Tutti gli indagati sono accusati di omicidio e lesioni colpose e di rimozione od omissione dolosa di cautele contro gli infortuni sul lavoro: il presidente della Provincia di Pescara, Antonio Di Marco, il gestore dell’albergo e amministratore e legale responsabile della società “Gran Sasso Resort & SPA”, Bruno Di Tommaso, il dirigente e il responsabile del servizio di viabilità della Provincia di Pescara, Paolo D’Incecco e Mauro Di Blasio, e il tecnico del Comune di Farindola (Pescara), Enrico Colangeli, sarebbero dovuti comparire mercoledì 3 maggio davanti al procuratore aggiunto di Pescara, Cristina Tedeschini e al pm Andrea Papalia; l’interrogatorio del sindaco di Farindola, Ilario Lacchetta, era invece previsto per la giornata di giovedì 4 maggio.
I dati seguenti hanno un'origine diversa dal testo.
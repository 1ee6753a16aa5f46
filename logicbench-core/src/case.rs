//! Test Case Definitions
//!
//! A test case pairs a rule with the inputs it is evaluated against and the
//! number of timed passes to make over those inputs.

use fxhash::FxHashSet;
use serde::{Deserialize, Deserializer, Serialize};
use serde_json::Value;
use thiserror::Error;

/// Number of timed passes when a case does not specify its own
pub const DEFAULT_ITERATIONS: u64 = 3;

#[derive(Debug, Error)]
pub enum CaseError {
    #[error("Test case '{0}' must run at least one iteration")]
    ZeroIterations(String),

    #[error("Duplicate test case name: {0}")]
    DuplicateName(String),

    #[error("Test case '{0}' must set exactly one of `input` or `inputs`")]
    AmbiguousInput(String),

    #[error("Invalid case file: {0}")]
    Parse(#[from] serde_json::Error),
}

/// Inputs a rule is evaluated against
#[derive(Debug, Clone, PartialEq, Serialize, Deserialize)]
#[serde(rename_all = "snake_case")]
pub enum CaseInput {
    /// One data value, evaluated once per pass
    Single(Value),
    /// Ordered data values, each evaluated once per pass
    Sequence(Vec<Value>),
}

impl CaseInput {
    /// Input values in evaluation order
    pub fn values(&self) -> &[Value] {
        match self {
            CaseInput::Single(value) => std::slice::from_ref(value),
            CaseInput::Sequence(values) => values,
        }
    }

    /// Number of evaluator calls per pass
    pub fn len(&self) -> usize {
        self.values().len()
    }

    pub fn is_empty(&self) -> bool {
        self.values().is_empty()
    }
}

/// A named benchmark case. Immutable once built.
#[derive(Debug, Clone, PartialEq)]
pub struct TestCase {
    name: String,
    rule: Value,
    input: CaseInput,
    iterations: u64,
}

impl TestCase {
    pub fn new(
        name: impl Into<String>,
        rule: Value,
        input: CaseInput,
        iterations: u64,
    ) -> Result<Self, CaseError> {
        let name = name.into();
        if iterations == 0 {
            return Err(CaseError::ZeroIterations(name));
        }
        Ok(Self {
            name,
            rule,
            input,
            iterations,
        })
    }

    pub fn name(&self) -> &str {
        &self.name
    }

    pub fn rule(&self) -> &Value {
        &self.rule
    }

    pub fn input(&self) -> &CaseInput {
        &self.input
    }

    pub fn iterations(&self) -> u64 {
        self.iterations
    }

    /// Copy of this case with a different pass count
    pub fn with_iterations(&self, iterations: u64) -> Result<Self, CaseError> {
        Self::new(self.name.clone(), self.rule.clone(), self.input.clone(), iterations)
    }
}

/// Reject case lists whose names collide
pub fn ensure_unique_names(cases: &[TestCase]) -> Result<(), CaseError> {
    let mut seen = FxHashSet::default();
    for case in cases {
        if !seen.insert(case.name()) {
            return Err(CaseError::DuplicateName(case.name().to_string()));
        }
    }
    Ok(())
}

/// One entry of a JSON case file
#[derive(Debug, Deserialize)]
#[serde(deny_unknown_fields)]
struct CaseEntry {
    name: String,
    rule: Value,
    #[serde(default, deserialize_with = "present")]
    input: Option<Value>,
    #[serde(default)]
    inputs: Option<Vec<Value>>,
    #[serde(default)]
    iterations: Option<u64>,
}

/// `Some` for any value written in the file, `null` included; a missing
/// field falls back to `None` through `#[serde(default)]`
fn present<'de, D: Deserializer<'de>>(deserializer: D) -> Result<Option<Value>, D::Error> {
    Value::deserialize(deserializer).map(Some)
}

impl CaseEntry {
    fn into_case(self) -> Result<TestCase, CaseError> {
        let input = match (self.input, self.inputs) {
            (Some(value), None) => CaseInput::Single(value),
            (None, Some(values)) => CaseInput::Sequence(values),
            _ => return Err(CaseError::AmbiguousInput(self.name)),
        };
        TestCase::new(
            self.name,
            self.rule,
            input,
            self.iterations.unwrap_or(DEFAULT_ITERATIONS),
        )
    }
}

/// Parse a JSON array of case entries.
///
/// ```json
/// [
///   { "name": "eq", "rule": {"==": [1, 1]}, "input": {} },
///   { "name": "temps", "rule": {">=": [{"var": "temp"}, 20]},
///     "inputs": [{"temp": 25}, {"temp": 10}], "iterations": 10 }
/// ]
/// ```
pub fn parse_cases(json: &str) -> Result<Vec<TestCase>, CaseError> {
    let entries: Vec<CaseEntry> = serde_json::from_str(json)?;
    let cases = entries
        .into_iter()
        .map(CaseEntry::into_case)
        .collect::<Result<Vec<_>, _>>()?;
    ensure_unique_names(&cases)?;
    Ok(cases)
}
Saltano gli interrogatori ma non accennano a placarsi le polemiche: la querelle è tutta tra i legali del sindaco e del tecnico comunale di Farindola, che accusano la procura di aver ascoltato i loro assistiti, oggi indagati, senza alcuna garanzia difensiva. Gli avvocati Valentini e Tatozzi “ritengono del tutto inopportuno che i propri assistiti si sottopongano alla ripetizione dell’atto ed anzi hanno consigliato al sindaco e al tecnico comunale di avvalersi della facoltà di non rispondere e, dunque, di abbandonare la piena collaborazione alle indagini sin qui – sottolineano – inutilmente dimostrata”. Al procuratore aggiunto Tedeschini “non risulta di avere erroneamente, involontariamente, violato alcuna regola processuale”. “Siamo in piena dialettica di indagine – conclude Tedeschini – loro fanno le loro eccezioni e noi faremo le nostre valutazioni”.